_Your task_
Scan the lines below for "account" and copy the matches.

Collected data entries
//! Expected event log writer
//!
//! Used by scenario drivers to record what they expect the node to emit.
//! Every record is validated before a single byte is written.

use std::fs::File;
use std::io::{BufWriter, Write};
use std::path::Path;

use chrono::Utc;
use serde_json::{Map, Value};

use crate::error::{CompareError, Result};

use super::event::{DbOpKind, ExpectedAction, ExpectedDbOp, ExpectedEvent};

/// Writes expected events as newline-delimited JSON
pub struct ExpectedLogWriter<W: Write> {
    writer: W,
    records_written: usize,
}

impl ExpectedLogWriter<BufWriter<File>> {
    /// Create (or truncate) the log file at `path`
    pub fn create(path: impl AsRef<Path>) -> Result<Self> {
        let path = path.as_ref();
        let file = File::create(path).map_err(|e| CompareError::io(path, e))?;
        Ok(Self::new(BufWriter::new(file)))
    }
}

impl<W: Write> ExpectedLogWriter<W> {
    /// Wrap an arbitrary writer
    pub fn new(writer: W) -> Self {
        Self {
            writer,
            records_written: 0,
        }
    }

    /// Record an expected action execution
    ///
    /// `params` must be a JSON object (or null for no constraint).
    pub fn log_action(
        &mut self,
        trx_id: &str,
        account: &str,
        receiver: &str,
        action_name: &str,
        params: Value,
        retvalue: Option<Value>,
    ) -> Result<()> {
        let params = into_fields(params, "params", action_name)?;

        self.log(&ExpectedEvent::Action(ExpectedAction {
            trx_id: trx_id.to_string(),
            account: account.to_string(),
            receiver: receiver.to_string(),
            action_name: action_name.to_string(),
            params,
            retvalue,
        }))
    }

    /// Record an expected table mutation
    ///
    /// `op` must be one of `INS`, `UPD` or `REM`; anything else is rejected
    /// before the record is written.
    #[allow(clippy::too_many_arguments)]
    pub fn log_dbop(
        &mut self,
        trx_id: &str,
        code: &str,
        scope: &str,
        table_name: &str,
        pkey: &str,
        op: &str,
        fields: Value,
    ) -> Result<()> {
        let op: DbOpKind = op.parse()?;
        let fields = into_fields(fields, "fields", table_name)?;

        self.log(&ExpectedEvent::DbOp(ExpectedDbOp {
            trx_id: trx_id.to_string(),
            code: code.to_string(),
            scope: scope.to_string(),
            table_name: table_name.to_string(),
            pkey: pkey.to_string(),
            op: op.to_string(),
            fields,
        }))
    }

    /// Write one record, stamped with the current time
    ///
    /// [`ExpectedEvent::Unknown`] records are rejected: only actions and db
    /// ops can be written.
    pub fn log(&mut self, event: &ExpectedEvent) -> Result<()> {
        if let ExpectedEvent::Unknown { kind, .. } = event {
            return Err(CompareError::UnknownEventKind { kind: kind.clone() });
        }

        let mut record = match serde_json::to_value(event)? {
            Value::Object(map) => map,
            other => {
                return Err(CompareError::InternalError {
                    reason: format!("expected event serialized to non-object {other}"),
                })
            }
        };
        record.insert(
            "timestamp".to_string(),
            Value::String(Utc::now().to_rfc3339()),
        );

        let line = serde_json::to_string(&record)?;
        writeln!(self.writer, "{}", line).map_err(|e| CompareError::IoError {
            path: "<expected log>".to_string(),
            message: e.to_string(),
        })?;
        self.records_written += 1;

        tracing::trace!(trx_id = event.trx_id(), "expected event recorded");
        Ok(())
    }

    /// Number of records written so far
    pub fn records_written(&self) -> usize {
        self.records_written
    }

    /// Flush buffered records to the underlying writer
    pub fn flush(&mut self) -> Result<()> {
        self.writer.flush().map_err(|e| CompareError::IoError {
            path: "<expected log>".to_string(),
            message: e.to_string(),
        })
    }

    /// Consume the log writer and return the underlying writer
    pub fn into_inner(self) -> W {
        self.writer
    }
}

fn into_fields(value: Value, field: &str, name: &str) -> Result<Map<String, Value>> {
    match value {
        Value::Object(map) => Ok(map),
        Value::Null => Ok(Map::new()),
        _ => Err(CompareError::InvalidFields {
            field: field.to_string(),
            name: name.to_string(),
        }),
    }
}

_Task result_
        account: &str,
            account: account.to_string(),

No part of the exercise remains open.